### Provided material
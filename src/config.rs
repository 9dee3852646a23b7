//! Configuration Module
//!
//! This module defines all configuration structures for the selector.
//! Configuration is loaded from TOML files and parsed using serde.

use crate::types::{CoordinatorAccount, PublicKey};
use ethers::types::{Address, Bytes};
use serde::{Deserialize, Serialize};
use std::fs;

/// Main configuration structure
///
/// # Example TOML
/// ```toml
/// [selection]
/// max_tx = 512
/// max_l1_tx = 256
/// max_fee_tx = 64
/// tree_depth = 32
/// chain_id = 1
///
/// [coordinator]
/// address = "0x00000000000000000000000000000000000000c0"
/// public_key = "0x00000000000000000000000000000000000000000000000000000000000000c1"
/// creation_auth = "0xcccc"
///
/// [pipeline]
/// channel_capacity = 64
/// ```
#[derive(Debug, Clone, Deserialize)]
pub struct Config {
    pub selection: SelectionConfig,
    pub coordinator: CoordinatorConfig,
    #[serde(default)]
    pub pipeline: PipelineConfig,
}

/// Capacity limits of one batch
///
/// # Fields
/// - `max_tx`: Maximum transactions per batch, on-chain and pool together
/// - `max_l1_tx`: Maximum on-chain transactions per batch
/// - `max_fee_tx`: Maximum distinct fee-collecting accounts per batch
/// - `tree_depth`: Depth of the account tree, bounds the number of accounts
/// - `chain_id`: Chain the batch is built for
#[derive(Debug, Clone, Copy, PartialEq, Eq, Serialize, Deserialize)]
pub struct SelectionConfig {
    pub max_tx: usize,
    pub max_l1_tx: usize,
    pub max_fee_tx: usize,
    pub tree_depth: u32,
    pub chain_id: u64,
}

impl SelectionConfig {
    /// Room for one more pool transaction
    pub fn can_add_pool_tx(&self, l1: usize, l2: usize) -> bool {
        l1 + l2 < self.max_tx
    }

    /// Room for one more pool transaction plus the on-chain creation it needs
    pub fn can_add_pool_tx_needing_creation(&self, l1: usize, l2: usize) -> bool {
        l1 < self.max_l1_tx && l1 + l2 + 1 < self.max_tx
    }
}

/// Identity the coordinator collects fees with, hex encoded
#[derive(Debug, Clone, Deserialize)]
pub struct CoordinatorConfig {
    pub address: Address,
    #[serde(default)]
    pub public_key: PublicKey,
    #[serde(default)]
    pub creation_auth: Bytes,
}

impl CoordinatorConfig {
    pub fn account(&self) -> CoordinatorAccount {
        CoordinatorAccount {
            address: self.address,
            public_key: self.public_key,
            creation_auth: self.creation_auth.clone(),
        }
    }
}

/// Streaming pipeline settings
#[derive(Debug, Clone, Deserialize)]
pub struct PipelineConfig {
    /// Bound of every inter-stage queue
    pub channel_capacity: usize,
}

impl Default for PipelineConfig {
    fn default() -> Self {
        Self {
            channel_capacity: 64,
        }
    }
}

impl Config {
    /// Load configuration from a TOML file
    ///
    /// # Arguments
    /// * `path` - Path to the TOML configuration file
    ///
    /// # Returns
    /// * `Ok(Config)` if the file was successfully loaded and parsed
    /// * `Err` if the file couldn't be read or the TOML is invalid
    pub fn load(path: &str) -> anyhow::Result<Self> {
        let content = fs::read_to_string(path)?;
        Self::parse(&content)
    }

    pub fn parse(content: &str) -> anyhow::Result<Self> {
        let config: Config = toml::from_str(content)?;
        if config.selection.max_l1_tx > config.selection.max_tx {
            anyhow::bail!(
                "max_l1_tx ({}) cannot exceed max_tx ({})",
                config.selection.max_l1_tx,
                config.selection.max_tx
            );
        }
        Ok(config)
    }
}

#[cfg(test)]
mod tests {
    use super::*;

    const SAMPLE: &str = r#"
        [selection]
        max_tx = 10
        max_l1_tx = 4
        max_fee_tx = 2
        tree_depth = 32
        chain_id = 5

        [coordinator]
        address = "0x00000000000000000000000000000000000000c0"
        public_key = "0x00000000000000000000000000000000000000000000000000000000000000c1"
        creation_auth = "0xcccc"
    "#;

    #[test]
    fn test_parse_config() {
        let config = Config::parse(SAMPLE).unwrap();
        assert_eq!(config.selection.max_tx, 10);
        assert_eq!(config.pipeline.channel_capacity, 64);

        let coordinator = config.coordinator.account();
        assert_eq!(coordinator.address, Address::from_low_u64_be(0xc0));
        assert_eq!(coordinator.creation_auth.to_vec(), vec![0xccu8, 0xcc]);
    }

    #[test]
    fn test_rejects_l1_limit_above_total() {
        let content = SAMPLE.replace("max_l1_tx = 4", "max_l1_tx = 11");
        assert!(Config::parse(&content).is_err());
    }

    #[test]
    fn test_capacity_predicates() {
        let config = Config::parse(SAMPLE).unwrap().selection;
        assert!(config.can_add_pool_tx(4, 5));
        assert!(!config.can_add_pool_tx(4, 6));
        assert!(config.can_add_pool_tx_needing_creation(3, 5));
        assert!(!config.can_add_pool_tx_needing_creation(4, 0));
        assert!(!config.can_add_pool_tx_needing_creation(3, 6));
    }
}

### What the task requires
Whenever the word "anyhow" occurs in a line above, copy that line.

### Expected answer
    pub fn load(path: &str) -> anyhow::Result<Self> {
    pub fn parse(content: &str) -> anyhow::Result<Self> {
            anyhow::bail!(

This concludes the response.